◆ **GOAL OF THE EXERCISE**
Across the material below, say how many lines contain the string "mark", and add no other words.

________________________________________

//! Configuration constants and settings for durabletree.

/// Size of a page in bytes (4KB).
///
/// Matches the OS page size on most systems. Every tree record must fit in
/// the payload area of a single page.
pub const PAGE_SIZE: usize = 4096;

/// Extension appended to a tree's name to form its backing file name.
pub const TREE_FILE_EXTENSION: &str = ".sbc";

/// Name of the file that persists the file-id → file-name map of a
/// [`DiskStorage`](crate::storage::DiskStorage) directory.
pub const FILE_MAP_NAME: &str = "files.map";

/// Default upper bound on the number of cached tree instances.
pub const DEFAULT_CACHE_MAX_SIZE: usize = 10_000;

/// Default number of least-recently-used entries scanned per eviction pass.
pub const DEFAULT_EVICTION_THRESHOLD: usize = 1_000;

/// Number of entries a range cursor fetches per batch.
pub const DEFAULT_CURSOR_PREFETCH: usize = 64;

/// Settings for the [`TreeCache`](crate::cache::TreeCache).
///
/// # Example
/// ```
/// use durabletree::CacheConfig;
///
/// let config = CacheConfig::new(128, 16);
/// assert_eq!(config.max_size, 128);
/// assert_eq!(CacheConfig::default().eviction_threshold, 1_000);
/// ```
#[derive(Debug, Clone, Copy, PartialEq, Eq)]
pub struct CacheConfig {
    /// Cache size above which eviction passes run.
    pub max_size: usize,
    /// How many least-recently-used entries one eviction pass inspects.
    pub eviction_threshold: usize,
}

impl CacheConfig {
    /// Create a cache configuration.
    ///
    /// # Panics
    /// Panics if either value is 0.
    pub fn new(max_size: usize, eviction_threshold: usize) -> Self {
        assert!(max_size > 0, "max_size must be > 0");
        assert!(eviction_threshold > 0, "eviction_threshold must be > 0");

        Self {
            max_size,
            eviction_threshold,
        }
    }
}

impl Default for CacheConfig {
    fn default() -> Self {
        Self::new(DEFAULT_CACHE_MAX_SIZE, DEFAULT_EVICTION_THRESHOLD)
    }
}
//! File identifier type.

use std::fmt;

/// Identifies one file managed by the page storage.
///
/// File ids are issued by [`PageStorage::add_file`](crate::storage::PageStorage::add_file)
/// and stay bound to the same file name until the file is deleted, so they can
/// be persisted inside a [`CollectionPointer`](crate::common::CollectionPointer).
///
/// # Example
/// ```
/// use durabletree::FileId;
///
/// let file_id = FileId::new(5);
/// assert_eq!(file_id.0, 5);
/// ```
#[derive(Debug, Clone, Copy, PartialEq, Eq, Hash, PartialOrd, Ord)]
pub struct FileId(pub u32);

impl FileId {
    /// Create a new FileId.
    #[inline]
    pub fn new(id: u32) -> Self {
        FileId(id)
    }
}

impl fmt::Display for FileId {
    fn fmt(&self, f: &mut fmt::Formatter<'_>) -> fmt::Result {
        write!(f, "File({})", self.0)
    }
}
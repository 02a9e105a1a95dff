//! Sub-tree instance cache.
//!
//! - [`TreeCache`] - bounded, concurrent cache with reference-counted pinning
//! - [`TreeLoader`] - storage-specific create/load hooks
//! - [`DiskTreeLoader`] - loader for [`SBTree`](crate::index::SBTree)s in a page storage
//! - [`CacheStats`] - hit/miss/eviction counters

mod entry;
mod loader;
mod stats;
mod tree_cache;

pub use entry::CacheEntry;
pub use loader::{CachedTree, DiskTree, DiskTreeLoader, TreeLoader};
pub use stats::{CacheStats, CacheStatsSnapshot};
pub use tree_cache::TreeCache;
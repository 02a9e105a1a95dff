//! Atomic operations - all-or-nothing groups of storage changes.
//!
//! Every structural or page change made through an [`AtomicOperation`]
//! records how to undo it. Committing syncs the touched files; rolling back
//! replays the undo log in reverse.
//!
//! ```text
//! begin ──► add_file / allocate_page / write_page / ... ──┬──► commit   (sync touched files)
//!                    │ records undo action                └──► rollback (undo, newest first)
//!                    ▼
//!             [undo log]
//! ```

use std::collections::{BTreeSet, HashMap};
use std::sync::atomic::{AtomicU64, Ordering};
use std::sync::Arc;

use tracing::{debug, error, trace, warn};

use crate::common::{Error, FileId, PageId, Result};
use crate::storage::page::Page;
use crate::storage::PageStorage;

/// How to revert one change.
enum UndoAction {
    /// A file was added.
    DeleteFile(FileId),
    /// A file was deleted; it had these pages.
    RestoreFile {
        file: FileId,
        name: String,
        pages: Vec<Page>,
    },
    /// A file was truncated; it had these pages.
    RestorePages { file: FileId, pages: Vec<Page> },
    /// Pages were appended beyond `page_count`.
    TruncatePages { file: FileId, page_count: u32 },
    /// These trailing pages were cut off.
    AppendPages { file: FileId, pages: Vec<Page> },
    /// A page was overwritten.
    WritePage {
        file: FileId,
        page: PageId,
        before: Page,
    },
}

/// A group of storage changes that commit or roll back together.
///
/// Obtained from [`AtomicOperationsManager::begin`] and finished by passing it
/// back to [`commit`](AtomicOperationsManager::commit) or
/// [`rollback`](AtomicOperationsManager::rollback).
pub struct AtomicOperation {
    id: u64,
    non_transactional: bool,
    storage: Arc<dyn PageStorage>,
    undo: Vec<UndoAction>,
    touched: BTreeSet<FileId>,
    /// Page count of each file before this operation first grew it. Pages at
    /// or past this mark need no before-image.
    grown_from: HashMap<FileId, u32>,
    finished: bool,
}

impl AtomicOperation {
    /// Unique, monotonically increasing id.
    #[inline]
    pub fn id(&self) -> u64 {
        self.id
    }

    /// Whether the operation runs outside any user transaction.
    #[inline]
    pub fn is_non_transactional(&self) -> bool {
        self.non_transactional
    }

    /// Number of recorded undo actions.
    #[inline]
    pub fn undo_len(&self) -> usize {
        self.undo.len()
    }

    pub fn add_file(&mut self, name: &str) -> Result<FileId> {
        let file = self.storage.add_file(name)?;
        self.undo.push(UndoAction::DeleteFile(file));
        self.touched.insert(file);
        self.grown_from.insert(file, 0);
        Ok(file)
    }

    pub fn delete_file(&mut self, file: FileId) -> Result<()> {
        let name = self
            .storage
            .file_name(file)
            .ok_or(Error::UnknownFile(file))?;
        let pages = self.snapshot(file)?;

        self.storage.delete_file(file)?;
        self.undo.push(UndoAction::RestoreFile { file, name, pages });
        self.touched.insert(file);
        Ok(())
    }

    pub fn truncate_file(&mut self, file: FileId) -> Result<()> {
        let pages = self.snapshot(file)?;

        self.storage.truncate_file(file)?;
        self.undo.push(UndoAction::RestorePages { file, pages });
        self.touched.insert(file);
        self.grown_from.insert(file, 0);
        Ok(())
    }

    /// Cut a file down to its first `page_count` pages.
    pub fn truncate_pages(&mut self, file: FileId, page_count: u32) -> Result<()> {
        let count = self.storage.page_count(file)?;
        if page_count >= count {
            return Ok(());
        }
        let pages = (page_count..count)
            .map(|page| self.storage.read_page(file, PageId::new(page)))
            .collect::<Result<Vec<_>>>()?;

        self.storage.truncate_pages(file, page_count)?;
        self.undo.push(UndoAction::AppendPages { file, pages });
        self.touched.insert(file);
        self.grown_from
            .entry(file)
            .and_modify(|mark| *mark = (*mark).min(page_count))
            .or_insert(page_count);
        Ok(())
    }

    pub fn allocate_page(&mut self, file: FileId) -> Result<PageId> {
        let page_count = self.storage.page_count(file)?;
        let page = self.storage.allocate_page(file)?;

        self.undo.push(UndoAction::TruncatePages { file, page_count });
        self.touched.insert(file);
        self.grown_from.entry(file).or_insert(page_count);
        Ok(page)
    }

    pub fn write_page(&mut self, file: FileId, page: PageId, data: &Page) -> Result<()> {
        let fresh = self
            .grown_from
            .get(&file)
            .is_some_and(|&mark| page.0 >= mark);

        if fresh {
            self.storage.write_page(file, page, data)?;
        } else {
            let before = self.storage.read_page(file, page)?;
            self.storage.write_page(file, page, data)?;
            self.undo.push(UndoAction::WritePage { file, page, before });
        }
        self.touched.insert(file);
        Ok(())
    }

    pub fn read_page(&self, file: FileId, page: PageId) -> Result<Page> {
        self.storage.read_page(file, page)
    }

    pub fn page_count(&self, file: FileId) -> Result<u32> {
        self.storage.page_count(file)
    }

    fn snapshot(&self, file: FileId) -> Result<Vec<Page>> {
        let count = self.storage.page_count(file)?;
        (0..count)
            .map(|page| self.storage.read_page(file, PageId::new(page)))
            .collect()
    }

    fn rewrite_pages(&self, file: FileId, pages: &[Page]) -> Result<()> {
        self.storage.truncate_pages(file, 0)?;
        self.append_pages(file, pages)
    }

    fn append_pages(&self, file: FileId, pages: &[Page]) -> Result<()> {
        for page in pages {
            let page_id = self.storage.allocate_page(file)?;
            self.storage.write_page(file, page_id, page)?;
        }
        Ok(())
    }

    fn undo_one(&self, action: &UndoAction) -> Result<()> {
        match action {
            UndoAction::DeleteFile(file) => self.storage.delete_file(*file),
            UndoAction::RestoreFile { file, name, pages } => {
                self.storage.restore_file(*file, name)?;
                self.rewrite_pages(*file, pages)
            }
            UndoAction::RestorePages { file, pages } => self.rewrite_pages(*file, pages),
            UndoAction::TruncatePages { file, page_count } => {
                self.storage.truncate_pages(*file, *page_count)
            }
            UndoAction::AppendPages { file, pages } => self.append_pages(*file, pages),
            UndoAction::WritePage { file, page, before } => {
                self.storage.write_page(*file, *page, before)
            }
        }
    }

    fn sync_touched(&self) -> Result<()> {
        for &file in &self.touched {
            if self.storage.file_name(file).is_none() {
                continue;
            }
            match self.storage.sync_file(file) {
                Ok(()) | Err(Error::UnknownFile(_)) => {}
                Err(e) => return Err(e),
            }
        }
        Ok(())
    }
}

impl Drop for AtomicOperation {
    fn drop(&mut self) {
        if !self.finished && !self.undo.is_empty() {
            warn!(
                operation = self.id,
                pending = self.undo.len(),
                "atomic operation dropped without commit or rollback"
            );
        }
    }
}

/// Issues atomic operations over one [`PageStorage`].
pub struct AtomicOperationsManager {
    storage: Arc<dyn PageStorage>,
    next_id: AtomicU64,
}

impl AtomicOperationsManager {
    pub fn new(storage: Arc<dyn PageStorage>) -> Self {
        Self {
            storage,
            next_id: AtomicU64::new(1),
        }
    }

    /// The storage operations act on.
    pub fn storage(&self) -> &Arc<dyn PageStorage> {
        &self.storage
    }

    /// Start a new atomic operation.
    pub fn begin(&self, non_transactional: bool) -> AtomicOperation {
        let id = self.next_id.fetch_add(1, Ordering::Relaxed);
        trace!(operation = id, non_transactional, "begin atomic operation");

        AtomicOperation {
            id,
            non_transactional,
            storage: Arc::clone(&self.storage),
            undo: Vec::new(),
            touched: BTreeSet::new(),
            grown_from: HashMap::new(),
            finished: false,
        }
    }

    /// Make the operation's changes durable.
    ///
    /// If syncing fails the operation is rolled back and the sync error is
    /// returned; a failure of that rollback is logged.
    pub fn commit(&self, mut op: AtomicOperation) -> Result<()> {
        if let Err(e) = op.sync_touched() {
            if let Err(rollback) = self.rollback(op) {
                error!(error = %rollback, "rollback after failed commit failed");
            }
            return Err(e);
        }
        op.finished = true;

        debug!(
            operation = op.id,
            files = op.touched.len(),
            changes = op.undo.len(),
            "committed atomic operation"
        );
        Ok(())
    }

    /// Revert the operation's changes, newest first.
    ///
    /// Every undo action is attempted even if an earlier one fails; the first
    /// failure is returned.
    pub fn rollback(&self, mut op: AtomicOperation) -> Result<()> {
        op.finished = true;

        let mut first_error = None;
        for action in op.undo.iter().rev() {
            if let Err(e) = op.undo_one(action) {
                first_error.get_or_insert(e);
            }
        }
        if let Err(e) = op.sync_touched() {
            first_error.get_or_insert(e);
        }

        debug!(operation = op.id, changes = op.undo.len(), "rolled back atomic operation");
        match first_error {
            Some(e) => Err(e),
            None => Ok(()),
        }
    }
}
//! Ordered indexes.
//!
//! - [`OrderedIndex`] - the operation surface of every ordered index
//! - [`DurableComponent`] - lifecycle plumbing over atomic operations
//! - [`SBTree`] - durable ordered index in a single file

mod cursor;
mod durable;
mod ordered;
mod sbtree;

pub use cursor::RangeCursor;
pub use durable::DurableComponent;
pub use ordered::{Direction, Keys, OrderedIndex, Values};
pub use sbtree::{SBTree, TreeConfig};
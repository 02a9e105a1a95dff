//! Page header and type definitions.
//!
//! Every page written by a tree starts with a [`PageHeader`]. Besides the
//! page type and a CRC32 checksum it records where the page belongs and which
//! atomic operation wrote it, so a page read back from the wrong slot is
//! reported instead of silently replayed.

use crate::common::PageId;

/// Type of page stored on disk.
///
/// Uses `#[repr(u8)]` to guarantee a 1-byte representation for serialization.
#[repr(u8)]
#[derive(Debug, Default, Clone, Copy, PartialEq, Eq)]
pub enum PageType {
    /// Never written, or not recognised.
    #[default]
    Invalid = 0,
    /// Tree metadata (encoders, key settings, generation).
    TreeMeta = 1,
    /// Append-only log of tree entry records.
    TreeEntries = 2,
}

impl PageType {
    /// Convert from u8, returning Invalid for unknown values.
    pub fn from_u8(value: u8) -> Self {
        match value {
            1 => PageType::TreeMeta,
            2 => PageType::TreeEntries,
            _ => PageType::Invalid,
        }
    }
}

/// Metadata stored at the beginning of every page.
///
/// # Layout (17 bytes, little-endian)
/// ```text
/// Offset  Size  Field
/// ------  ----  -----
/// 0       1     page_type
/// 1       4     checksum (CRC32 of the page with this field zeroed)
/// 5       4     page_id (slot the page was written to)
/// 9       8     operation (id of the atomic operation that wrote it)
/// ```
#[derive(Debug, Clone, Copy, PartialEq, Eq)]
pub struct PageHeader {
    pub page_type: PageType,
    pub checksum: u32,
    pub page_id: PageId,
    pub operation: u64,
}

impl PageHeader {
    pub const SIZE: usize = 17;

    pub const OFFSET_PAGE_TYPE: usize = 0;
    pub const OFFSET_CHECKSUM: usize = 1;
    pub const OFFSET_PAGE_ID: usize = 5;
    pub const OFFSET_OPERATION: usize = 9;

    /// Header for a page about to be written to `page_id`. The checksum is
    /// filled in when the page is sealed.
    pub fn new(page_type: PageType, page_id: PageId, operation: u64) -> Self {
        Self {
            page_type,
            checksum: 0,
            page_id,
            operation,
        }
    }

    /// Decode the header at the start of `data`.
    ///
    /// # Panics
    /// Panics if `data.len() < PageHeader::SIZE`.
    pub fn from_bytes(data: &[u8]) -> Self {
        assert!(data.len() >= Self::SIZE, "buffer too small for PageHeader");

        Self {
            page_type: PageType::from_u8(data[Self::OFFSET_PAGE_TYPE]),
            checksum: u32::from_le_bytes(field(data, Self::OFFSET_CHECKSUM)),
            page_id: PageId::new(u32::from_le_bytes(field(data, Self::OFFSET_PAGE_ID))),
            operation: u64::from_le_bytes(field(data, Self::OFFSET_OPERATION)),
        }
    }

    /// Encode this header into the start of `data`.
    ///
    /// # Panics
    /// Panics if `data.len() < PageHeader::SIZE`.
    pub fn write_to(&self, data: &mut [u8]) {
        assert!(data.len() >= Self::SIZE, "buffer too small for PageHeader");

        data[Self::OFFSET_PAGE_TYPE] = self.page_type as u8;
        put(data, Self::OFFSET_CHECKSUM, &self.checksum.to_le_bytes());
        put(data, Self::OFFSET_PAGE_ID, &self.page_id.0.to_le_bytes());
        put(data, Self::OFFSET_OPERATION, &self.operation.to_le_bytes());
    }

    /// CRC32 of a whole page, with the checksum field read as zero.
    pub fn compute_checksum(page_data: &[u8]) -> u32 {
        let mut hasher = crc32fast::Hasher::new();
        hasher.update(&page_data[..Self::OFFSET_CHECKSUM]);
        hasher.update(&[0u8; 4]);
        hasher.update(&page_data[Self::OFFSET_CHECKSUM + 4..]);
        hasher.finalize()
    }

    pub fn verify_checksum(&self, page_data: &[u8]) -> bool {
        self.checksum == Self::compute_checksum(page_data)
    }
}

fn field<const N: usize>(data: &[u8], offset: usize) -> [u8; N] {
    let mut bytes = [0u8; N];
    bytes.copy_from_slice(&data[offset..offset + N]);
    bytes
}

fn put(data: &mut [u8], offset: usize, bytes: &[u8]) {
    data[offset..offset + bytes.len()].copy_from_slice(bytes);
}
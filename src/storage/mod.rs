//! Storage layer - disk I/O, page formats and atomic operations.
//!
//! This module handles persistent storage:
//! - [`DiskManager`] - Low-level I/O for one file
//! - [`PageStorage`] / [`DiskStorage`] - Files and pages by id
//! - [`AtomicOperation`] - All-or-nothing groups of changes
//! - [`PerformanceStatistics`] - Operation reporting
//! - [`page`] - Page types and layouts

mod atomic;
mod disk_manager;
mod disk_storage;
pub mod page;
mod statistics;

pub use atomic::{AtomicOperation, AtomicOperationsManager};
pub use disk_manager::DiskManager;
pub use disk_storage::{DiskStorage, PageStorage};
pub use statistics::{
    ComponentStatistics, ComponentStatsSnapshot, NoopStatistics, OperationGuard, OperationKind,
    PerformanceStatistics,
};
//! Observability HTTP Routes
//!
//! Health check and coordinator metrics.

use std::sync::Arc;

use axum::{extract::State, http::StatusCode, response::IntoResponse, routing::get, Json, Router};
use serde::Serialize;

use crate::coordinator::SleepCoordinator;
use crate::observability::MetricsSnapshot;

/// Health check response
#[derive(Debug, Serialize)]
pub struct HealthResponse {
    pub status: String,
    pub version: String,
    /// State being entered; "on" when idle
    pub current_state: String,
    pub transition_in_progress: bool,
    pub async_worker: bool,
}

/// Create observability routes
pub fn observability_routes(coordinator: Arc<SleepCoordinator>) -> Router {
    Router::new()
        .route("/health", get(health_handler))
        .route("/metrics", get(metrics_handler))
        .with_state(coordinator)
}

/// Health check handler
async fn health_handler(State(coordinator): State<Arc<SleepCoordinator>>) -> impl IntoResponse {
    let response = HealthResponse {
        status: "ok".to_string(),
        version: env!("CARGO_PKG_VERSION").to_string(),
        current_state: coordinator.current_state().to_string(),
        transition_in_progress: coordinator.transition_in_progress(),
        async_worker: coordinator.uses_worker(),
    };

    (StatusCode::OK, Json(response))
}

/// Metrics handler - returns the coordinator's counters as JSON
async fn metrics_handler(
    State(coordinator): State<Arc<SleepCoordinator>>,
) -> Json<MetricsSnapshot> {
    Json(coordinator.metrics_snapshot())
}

________________________________________

◆ **RESULT BELOW**
3